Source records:
§

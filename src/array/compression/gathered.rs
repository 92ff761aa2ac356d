use serde::{Deserialize, Serialize};

use crate::array::{unravel_index, ArrayError, MaskedArray};

use super::{validate_uncompressed_axes, CompressionTraits, Placement};

/// The identifier for the gathered compression.
pub const IDENTIFIER: &str = "gathered";

/// Compression by gathering.
///
/// The sample axis of the payload stands in for the row-major flattening of one or more consecutive logical axes starting at the same axis.
/// `gather_indices[i]` is the flattened position of the `i`th sample.
#[derive(Clone, Debug, PartialEq, Eq, Serialize, Deserialize)]
#[serde(deny_unknown_fields)]
pub struct Gathered {
    sample_axis: usize,
    gather_indices: Vec<u64>,
}

impl Gathered {
    /// Create a new gathered compression.
    #[must_use]
    pub fn new(sample_axis: usize, gather_indices: Vec<u64>) -> Self {
        Self {
            sample_axis,
            gather_indices,
        }
    }

    /// The flattened position of each sample.
    #[must_use]
    pub fn gather_indices(&self) -> &[u64] {
        &self.gather_indices
    }

    fn num_compressed(&self, dimensionality: usize, payload_dimensionality: usize) -> usize {
        (dimensionality + 1).saturating_sub(payload_dimensionality)
    }
}

impl CompressionTraits for Gathered {
    fn identifier(&self) -> &'static str {
        IDENTIFIER
    }

    fn compression_type(&self) -> &'static str {
        "gathered"
    }

    fn sample_axis(&self) -> usize {
        self.sample_axis
    }

    fn instance_axis(&self) -> Option<usize> {
        None
    }

    fn compressed_axes(&self, dimensionality: usize, payload_dimensionality: usize) -> Vec<usize> {
        let num_compressed = self.num_compressed(dimensionality, payload_dimensionality);
        (self.sample_axis..self.sample_axis + num_compressed).collect()
    }

    fn validate(&self, payload_shape: &[u64], shape: &[u64]) -> Result<(), ArrayError> {
        let num_compressed = self.num_compressed(shape.len(), payload_shape.len());
        validate_uncompressed_axes(payload_shape, shape, self.sample_axis, num_compressed)?;
        if payload_shape[self.sample_axis] != self.gather_indices.len() as u64 {
            return Err(ArrayError::ShapeMismatch(format!(
                "{} gather indices for a sample axis of size {}",
                self.gather_indices.len(),
                payload_shape[self.sample_axis]
            )));
        }
        let num_positions: u64 = shape[self.sample_axis..self.sample_axis + num_compressed]
            .iter()
            .product();
        match self
            .gather_indices
            .iter()
            .find(|&&index| index >= num_positions)
        {
            Some(index) => Err(ArrayError::ShapeMismatch(format!(
                "gather index {index} is out of bounds for {num_positions} gathered positions"
            ))),
            None => Ok(()),
        }
    }

    fn decompress(
        &self,
        payload: &MaskedArray,
        shape: &[u64],
        _instance: Option<u64>,
    ) -> Result<MaskedArray, ArrayError> {
        self.validate(payload.shape(), shape)?;
        let compressed_axes = self.compressed_axes(shape.len(), payload.dimensionality());
        let compressed_shape: Vec<u64> = compressed_axes.iter().map(|&axis| shape[axis]).collect();

        let mut placement = Placement::new(payload, self.sample_axis, shape)?;
        for (sample, &index) in (0u64..).zip(&self.gather_indices) {
            placement.set_samples([sample]);
            let indices = unravel_index(index, &compressed_shape);
            for (&axis, position) in std::iter::zip(&compressed_axes, indices) {
                placement.set_destination(axis, [position])?;
            }
            placement.place()?;
        }
        Ok(placement.finish())
    }
}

§

Exercise directions :: Starting at the line that contains "let mut placement" and ending at the last line of the data, repeat each line exactly; include nothing else.

Result for this exercise ::
        let mut placement = Placement::new(payload, self.sample_axis, shape)?;
        for (sample, &index) in (0u64..).zip(&self.gather_indices) {
            placement.set_samples([sample]);
            let indices = unravel_index(index, &compressed_shape);
            for (&axis, position) in std::iter::zip(&compressed_axes, indices) {
                placement.set_destination(axis, [position])?;
            }
            placement.place()?;
        }
        Ok(placement.finish())
    }
}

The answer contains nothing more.